Thyroid cancer (TC) is the most frequent endocrine malignancy. Its incidency has been growing in the last three decades reaching a mean of 12/100,000 women and 4/100,000 men. Since the mortality is low (0.5%), the prevalence is very high especially among women who have a higher rate compared to men (3:1). TCs are distinguished into well-differentiated thyroid cancer (DTC) (i.e., papillary and follicular), poorly differentiated thyroid cancer (PDTC), anaplastic (ATC), and medullary cancer (MTC).
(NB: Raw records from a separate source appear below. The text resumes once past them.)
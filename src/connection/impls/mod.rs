mod simulator;
pub use simulator::{Simulator, SimulatorError};

mod repository;
pub use repository::SimulatedRepository;
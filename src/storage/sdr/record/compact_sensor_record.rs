use super::*;

#[derive(Debug, Clone, Copy, PartialEq)]
pub enum IdStringModifier {
    Numeric,
    Alpha,
    Reserved(u8),
}

/// How the record is shared between several sensors with consecutive
/// sensor numbers.
#[derive(Debug, Clone, Copy, PartialEq)]
pub struct RecordSharing {
    pub direction: Option<Direction>,
    pub id_string_modifier: IdStringModifier,
    pub share_count: u8,
    pub entity_instance_increments: bool,
    pub modifier_offset: u8,
}

impl From<u16> for RecordSharing {
    fn from(value: u16) -> Self {
        let [sharing_1, sharing_2] = value.to_le_bytes();

        let id_string_modifier = match (sharing_1 & 0x30) >> 4 {
            0b00 => IdStringModifier::Numeric,
            0b01 => IdStringModifier::Alpha,
            v => IdStringModifier::Reserved(v),
        };

        Self {
            direction: Direction::try_from((sharing_1 & 0xC0) >> 6).ok(),
            id_string_modifier,
            share_count: sharing_1 & 0x0F,
            entity_instance_increments: (sharing_2 & 0x80) == 0x80,
            modifier_offset: sharing_2 & 0x7F,
        }
    }
}

#[derive(Debug, Clone, PartialEq)]
pub struct CompactSensorRecord {
    pub header: RecordHeader,
    pub common: SensorRecordCommon,
    pub record_sharing: u16,
    pub positive_hysteresis: u8,
    pub negative_hysteresis: u8,
    pub reserved: [u8; 3],
    pub oem: u8,
    pub device_id: DeviceId,
}

impl CompactSensorRecord {
    pub const BODY_LEN: usize = 26;

    pub fn new(id: RecordId, name: &str) -> Result<Self, DeviceIdTooLong> {
        Ok(Self {
            header: RecordHeader::new(id, RecordType::CompactSensor),
            common: SensorRecordCommon::default(),
            record_sharing: 0,
            positive_hysteresis: 0,
            negative_hysteresis: 0,
            reserved: [0; 3],
            oem: 0,
            device_id: DeviceId::try_from(name)?,
        })
    }

    pub(super) fn parse(header: RecordHeader, body: &[u8]) -> Result<Self, ParseError> {
        let (fixed, device_id) = split_body(body, Self::BODY_LEN)?;
        let common = SensorRecordCommon::parse(fixed).ok_or(ParseError::NotEnoughData)?;
        let d = &fixed[SensorRecordCommon::LEN..];

        Ok(Self {
            header,
            common,
            record_sharing: u16::from_le_bytes([d[0], d[1]]),
            positive_hysteresis: d[2],
            negative_hysteresis: d[3],
            reserved: [d[4], d[5], d[6]],
            oem: d[7],
            device_id,
        })
    }

    pub fn encode(&self) -> Vec<u8> {
        let mut body = Vec::with_capacity(Self::BODY_LEN);

        self.common.write(&mut body);
        body.extend_from_slice(&self.record_sharing.to_le_bytes());
        body.push(self.positive_hysteresis);
        body.push(self.negative_hysteresis);
        body.extend_from_slice(&self.reserved);
        body.push(self.oem);

        assemble(&self.header, &body, &self.device_id)
    }

    pub fn record_sharing(&self) -> RecordSharing {
        RecordSharing::from(self.record_sharing)
    }
}

impl SensorRecord for CompactSensorRecord {
    fn common(&self) -> &SensorRecordCommon {
        &self.common
    }

    /// Compact records carry no conversion factors: the reading is only
    /// reported, as-is, when the unit byte marks it as a non-analog value.
    fn reading_value(&self, raw: u8) -> Option<f64> {
        let reading_type = self.common.event_reading_type();
        let reports_value = reading_type.is_threshold()
            || reading_type.is_generic()
            || reading_type.is_sensor_specific();

        if reports_value && (self.common.unit & 0xC0) == 0xC0 {
            Some(raw as f64)
        } else {
            None
        }
    }
}

#[cfg(test)]
mod tests {
    use super::*;

    fn chassis_intrusion() -> CompactSensorRecord {
        let mut record =
            CompactSensorRecord::new(RecordId::new_raw(0x0102), "Intrusion").unwrap();

        record.common.sensor_number = 0x51;
        record.common.sensor_type = 0x05;
        record.common.event_reading_type = 0x6F;
        record.common.assertion_event_mask = 0x0001;
        record.record_sharing = 0x8142;
        record.reserved = [1, 2, 3];
        record.oem = 0xEE;

        record
    }

    #[test]
    fn round_trip() {
        let record = chassis_intrusion();
        let bytes = record.encode();

        assert_eq!(HEADER_LEN + 26 + 1 + 9, bytes.len());
        assert_eq!(26 + 1 + 9, bytes[4] as usize);
        assert_eq!(&[0x42, 0x81], &bytes[HEADER_LEN + 18..HEADER_LEN + 20]);

        assert_eq!(
            Ok(Record::CompactSensor(record)),
            Record::decode(RecordType::CompactSensor, &bytes)
        );
    }

    #[test]
    fn sharing() {
        let sharing = chassis_intrusion().record_sharing();

        assert_eq!(Some(Direction::Input), sharing.direction);
        assert_eq!(IdStringModifier::Numeric, sharing.id_string_modifier);
        assert_eq!(2, sharing.share_count);
        assert!(sharing.entity_instance_increments);
        assert_eq!(1, sharing.modifier_offset);
    }

    #[test]
    fn readings() {
        let mut record = chassis_intrusion();
        assert_eq!(None, record.reading_value(7));

        record.common.unit = 0xC0;
        assert_eq!(Some(7.0), record.reading_value(7));

        record.common.event_reading_type = 0x70;
        assert_eq!(None, record.reading_value(7));
    }

    #[test]
    fn id_length_mismatch() {
        let mut bytes = chassis_intrusion().encode();
        bytes.truncate(bytes.len() - 2);

        assert_eq!(
            Err(ParseError::IdLengthMismatch {
                declared: 9,
                available: 7
            }),
            Record::decode(RecordType::CompactSensor, &bytes)
        );
    }
}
Other very rare TC accounts for non-epithelial tumors, lymphoma, and carcinomas characterized by the presence of mucin-producing cells and keratin.

TC usually presents as a thyroid nodule. Thyroid ultrasonography (US) is useful to detect thyroid nodules, but since only 5% of thyroid nodules are malignant, the diagnosis of malignancy is done by fine-needle aspiration cytology (FNAC). Radioiodide or 99mTc-pertechnetate thyroid scan has a low diagnostic specificity and sensitivity for characterizing thyroid nodules. X-ray of the neck is useful to disclose a deviation of the trachea or lumen restriction, in large nodules and in multinodular goiter. CT and MRI are generally reserved for mediastinal thyroid masses or the identification of regional or distant metastasis.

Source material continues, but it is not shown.